I think the reason why we went off was that I wasn't open about myself to you. I didn't show you the crazy side of me that comes every day, instead, I showed you the, I don't know, the feminine, trying hard to impress side of me. I know you are crazy too, but to me, you appear as a charismatic gentleman, a straight-minded man, a strong masculine. We weren't true to one another. With this guy, I am being me, the crazy, clingy, hungry me, and he celebrated it. I am sorry.

I don't know my future with this guy yet. I am not thinking much about it, I just want to see how far this can go. He has a lot of girl friends, so I am not surprised if he's being this crazy to everyone. I am now learning to live in the moment, and I am grateful for every second of it. I hope that you are enjoying the bits in life too., and I hope that you can now find a reason to smile in pictures like how I asked you to.

I'm feeling sleepy now. Goodnight, I miss you.

Xx,
M.

Wednesday, 10 January 2018

Call Me Back, Please?

08:03:00
10 January 2017
9.43 p.m.

I always write past midnight but since nowadays my mother won't let me stay up more than twelve, so I guess I'll have to write my anecdotes early. True enough, the reason why my nights were lively were listening to your stories and hearing your laughter. All that is left are the dark sky and the stars that are shadowed by the blind curtains in my room. I better sleep that letting the flashbacks coming. Sometimes, the moon paid me a visit during night drives on the way home after a day out, chasing my car just to remind me of you. Look, the whole universe doesn't want me to forget you.

How have you been? I hope that you are always in good hands, or make sure that you are well taken care of. I hope that you are not sick, although you won't get sick for too long, and you would always laugh it off and tell me to not worry, but I still am, because you would always tell me.

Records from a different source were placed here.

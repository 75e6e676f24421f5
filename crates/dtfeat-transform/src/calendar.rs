//! Calendar-field extraction: year, month, day, day-of-week, day-of-year,
//! ISO week, quarter.

use chrono::Datelike;
use polars::prelude::{Column, DataFrame, IntoColumn, NamedFrom, Series};

use dtfeat_model::Result;

use crate::data_utils::datetime_values;
use crate::extractor::FeatureExtractor;
use crate::frame::DEFAULT_TIMESTAMP_COLUMN;

/// Projects the date components of the timestamp column.
///
/// Output columns, in order: `year`, `month`, `day`, `day_of_week`
/// (Monday = 0), `day_of_year` (1-based), `week_of_year` (ISO), `quarter`
/// (1-4).
#[derive(Debug, Clone)]
pub struct CalendarFeatures {
    timestamp_column: String,
}

impl CalendarFeatures {
    pub fn new(timestamp_column: impl Into<String>) -> Self {
        Self {
            timestamp_column: timestamp_column.into(),
        }
    }
}

impl Default for CalendarFeatures {
    fn default() -> Self {
        Self::new(DEFAULT_TIMESTAMP_COLUMN)
    }
}

impl FeatureExtractor for CalendarFeatures {
    fn name(&self) -> &'static str {
        "calendar"
    }

    fn extract(&self, df: &DataFrame) -> Result<DataFrame> {
        let timestamps = datetime_values(df, &self.timestamp_column)?;

        let mut year = Vec::with_capacity(timestamps.len());
        let mut month = Vec::with_capacity(timestamps.len());
        let mut day = Vec::with_capacity(timestamps.len());
        let mut day_of_week = Vec::with_capacity(timestamps.len());
        let mut day_of_year = Vec::with_capacity(timestamps.len());
        let mut week_of_year = Vec::with_capacity(timestamps.len());
        let mut quarter = Vec::with_capacity(timestamps.len());

        for t in &timestamps {
            year.push(t.year());
            month.push(t.month());
            day.push(t.day());
            day_of_week.push(t.weekday().num_days_from_monday());
            day_of_year.push(t.ordinal());
            week_of_year.push(t.iso_week().week());
            quarter.push(t.month0() / 3 + 1);
        }

        let columns: Vec<Column> = vec![
            Series::new("year".into(), year).into_column(),
            Series::new("month".into(), month).into_column(),
            Series::new("day".into(), day).into_column(),
            Series::new("day_of_week".into(), day_of_week).into_column(),
            Series::new("day_of_year".into(), day_of_year).into_column(),
            Series::new("week_of_year".into(), week_of_year).into_column(),
            Series::new("quarter".into(), quarter).into_column(),
        ];
        Ok(DataFrame::new(columns)?)
    }
}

                              "You, I forgot to tell you, I had fever earlier this week. 39'C"
                              "Oh my, does it exceed three days? Did you take your meds?"
                               
Or when you trip and fall during matches and receive bandages and stitches...

                               "You, I have been wearing a new pair of socks. Ankle-high"
                                   "Oh really? Are those the socks that players use?"
                                "No lah. I broke my leg"
                                     "You WHAT?!", and the conversation continues during our weekly public phone calls. That's why I hate football. It hurts you. I don't like anything that hurt you. But you always told me that sports has made you strong and endured everything.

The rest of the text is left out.